La produzione industriale a marzo è ancora in calo, dello 0,3% su febbraio. Il differenziale rispetto all’aprile 2008 (precrisi) è addirittura del -24,3%. Questi sono i dati che il Centro Studi della Confindustria ha pubblicato ieri. Niente sembra porre argine al declino dell’ottava potenza industriale, ammesso che l’Italia abbia mantenuto questa collocazione nella graduatoria dei PIL. Ricordiamoci per altro che appena nel 2007 il nostro Paese occupava la quinta posizione. Oggi siamo alla pari dell’India (a parte le ultime vicende giudiziarie-diplomatiche). Ma mentre quest’ultima è in costante e rapido sviluppo noi proseguiamo inesorabilmente nella scesa.

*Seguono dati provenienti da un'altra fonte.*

//! Attribute entries and `{name}` references.

use std::borrow::Cow;
use std::collections::BTreeMap;
use std::sync::LazyLock;

use regex::Regex;

static ATTRIBUTE_ENTRY: LazyLock<Regex> = LazyLock::new(|| {
    Regex::new(r"^:(!?)([A-Za-z0-9_][A-Za-z0-9_-]*)(!?):(?:[ \t]+(.*?))?[ \t]*$").unwrap()
});

static ATTRIBUTE_REFERENCE: LazyLock<Regex> =
    LazyLock::new(|| Regex::new(r"\\?\{([A-Za-z0-9_][A-Za-z0-9_-]*)\}").unwrap());

/// Attribute entry line: `:name: value`, `:name!:` or `:!name:`.
#[derive(Debug, PartialEq, Eq)]
pub(crate) struct AttributeEntry {
    pub name: String,
    /// `None` unsets the attribute.
    pub value: Option<String>,
    /// Value ends with ` \` and continues on the next line.
    pub continued: bool,
}

pub(crate) fn parse_attribute_entry(line: &str) -> Option<AttributeEntry> {
    let caps = ATTRIBUTE_ENTRY.captures(line)?;
    let name = caps[2].to_owned();
    if !caps[1].is_empty() || !caps[3].is_empty() {
        return Some(AttributeEntry {
            name,
            value: None,
            continued: false,
        });
    }

    let raw = caps.get(4).map_or("", |m| m.as_str());
    let (value, continued) = match raw.strip_suffix('\\') {
        Some(stripped) => (stripped.trim_end(), true),
        None => (raw, false),
    };
    Some(AttributeEntry {
        name,
        value: Some(value.to_owned()),
        continued,
    })
}

/// Replace `{name}` with known attribute values.
///
/// Unknown references and escaped `\{name}` are left untouched.
pub(crate) fn substitute<'a>(text: &'a str, attributes: &BTreeMap<String, String>) -> Cow<'a, str> {
    if !text.contains('{') {
        return Cow::Borrowed(text);
    }
    ATTRIBUTE_REFERENCE.replace_all(text, |caps: &regex::Captures<'_>| {
        let whole = &caps[0];
        if whole.starts_with('\\') {
            return whole.to_owned();
        }
        attributes
            .get(&caps[1])
            .cloned()
            .unwrap_or_else(|| whole.to_owned())
    })
}

#[cfg(test)]
mod tests {
    use super::*;
    use pretty_assertions::assert_eq;

    fn attrs(entries: &[(&str, &str)]) -> BTreeMap<String, String> {
        entries
            .iter()
            .map(|(k, v)| ((*k).to_owned(), (*v).to_owned()))
            .collect()
    }

    #[test]
    fn test_parse_set_entry() {
        let entry = parse_attribute_entry(":toc: left").unwrap();
        assert_eq!(entry.name, "toc");
        assert_eq!(entry.value.as_deref(), Some("left"));
        assert!(!entry.continued);
    }

    #[test]
    fn test_parse_empty_value() {
        let entry = parse_attribute_entry(":experimental:").unwrap();
        assert_eq!(entry.value.as_deref(), Some(""));
    }

    #[test]
    fn test_parse_unset_entries() {
        assert_eq!(parse_attribute_entry(":toc!:").unwrap().value, None);
        assert_eq!(parse_attribute_entry(":!toc:").unwrap().value, None);
    }

    #[test]
    fn test_parse_continued_entry() {
        let entry = parse_attribute_entry(":description: first part \\").unwrap();
        assert_eq!(entry.value.as_deref(), Some("first part"));
        assert!(entry.continued);
    }

    #[test]
    fn test_not_an_entry() {
        assert!(parse_attribute_entry("NOTE: text").is_none());
        assert!(parse_attribute_entry(":: text").is_none());
        assert!(parse_attribute_entry("term:: text").is_none());
    }

    #[test]
    fn test_substitute() {
        let attributes = attrs(&[("product", "Widget")]);
        assert_eq!(
            substitute("Use {product} and {unknown}", &attributes),
            "Use Widget and {unknown}"
        );
        assert_eq!(substitute(r"\{product}", &attributes), r"\{product}");
        assert!(matches!(
            substitute("plain", &attributes),
            Cow::Borrowed("plain")
        ));
    }
}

Non sono facilmente interpretabili i dati per capire se la crisi sta frenando oppure se il 2013 sarà anch’esso un anno maledetto. Nel primo trimestre del 2013 infatti il centro studi stima una flessione della produzione di -0,2% sul quarto trimestre 2012, che a sua volta aveva fatto segnare un -2,2% sul terzo trimestre.

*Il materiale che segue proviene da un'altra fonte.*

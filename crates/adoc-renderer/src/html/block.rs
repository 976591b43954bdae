//! Block-level emission.

use std::fmt::Write;
use std::sync::LazyLock;

use adoc_model::{
    Admonition, CallOut, CellStyle, Code, ConditionalBlock, DescriptionList, Element, List,
    Listing, OpenBlock, Paragraph, PassthroughBlock, Quote, Section, Table, TableRow, plain_text,
};
use regex::Regex;

use super::HtmlRenderer;
use crate::anchors::count_sections;
use crate::escape::push_escaped;
use crate::ids::id_for_title;

/// Trailing `<N>` callout marker of a code line.
static TRAILING_CALLOUT: LazyLock<Regex> =
    LazyLock::new(|| Regex::new(r"[ \t]*<(\d+)>$").unwrap());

Certo è che non tutti i settori vanno male. Le aziende fortemente orientate all’esportazione stanno facendo la loro parte e in taluni casi conquistano posizioni.
Quanto della situazione industriale sia dovuta alla scarsa liquidità del sistema e quanto invece a difetti strutturali è difficile dirlo, certamente le due cause si sommano lasciando interdetti gli imprenditori per primi.
Allora, nonostante siamo ancora in alto mare per quanto riguarda un’azione incisiva di governo, il ripensamento del nostro sistema produttivo deve essere avviato al più presto. La mission della nostra nazione nel gioco dei mercati internazionali deve chiarirsi sia a livello aggregato che a livello di singole unità produttive. Di più: a livello di singoli.
Occorre proprio in questa fase che l’ingegno e la creatività degli italiani siano applicati alle sfide produttive internazionali. Esportazione e attrazione di capitali, queste sono le mosse per risollevare i consumi interni.
Ma ancor di più la “mano” della manifattura italiana deve connotarsi, essere riconoscibile. Ed è possibile se avviciniamo il concetto del produrre al concetto dell’essere e, quindi, di produrre in una certa maniera, in un modo irripetibile.
I prodotti di questo tipo, sono i prodotti che “tirano”.
L’Italia piace, il nostro modo di concepire la vita è invidiato. Le cose che creiamo quando sono “tipiche” sono amate. Così pure, la tecnologia non è neutra. La tecnologia serve ma serve per qualcosa; ecco è quel qualcosa che ci deve rendere unici anche nella tecnologia e nella ricerca.
Purtroppo chi non ha capito tutto questo siamo proprio noi! Tanto meno chi ci governa, o almeno chi ci ha governato fino ad oggi. Non si è ancora capito che gli imprenditori sono una risorsa e non un problema, salvo eccezioni. Lo stato italiano non ha coraggio di sciogliere le briglie affinché le energie si rincuorino e agiscano. Semplificazione drastica, abbattimento della pressione fiscale, politica industriale avanzata, aumento della liquidità: quando i partiti affronteranno senza timidezze questi problemi?
Gli imprenditori italiani, non tutti ma abbastanza, dal canto loro devono smetterla di pensare che fare impresa voglia dire fare facile speculazione. Produrre è qualcosa di assai più complesso, ma anche di più gratificante, dove il guadagno è meno facile, ma sicuramente di maggior soddisfazione.
Le sacche di resistenza sono talmente tante e deleterie che purtroppo appare prevedibile un’attività di governo (qualunque esso sia nei prossimi giorni) spenta, rivolta a recuperare quattrini da un Paese esausto.
Solo chi riuscirà a comprendere nel profondo queste necessità e proporrà di agire con prontezza, in profondità e con intelligenza sul versante economico e sociale, meriterà di essere sostenuto e…votato.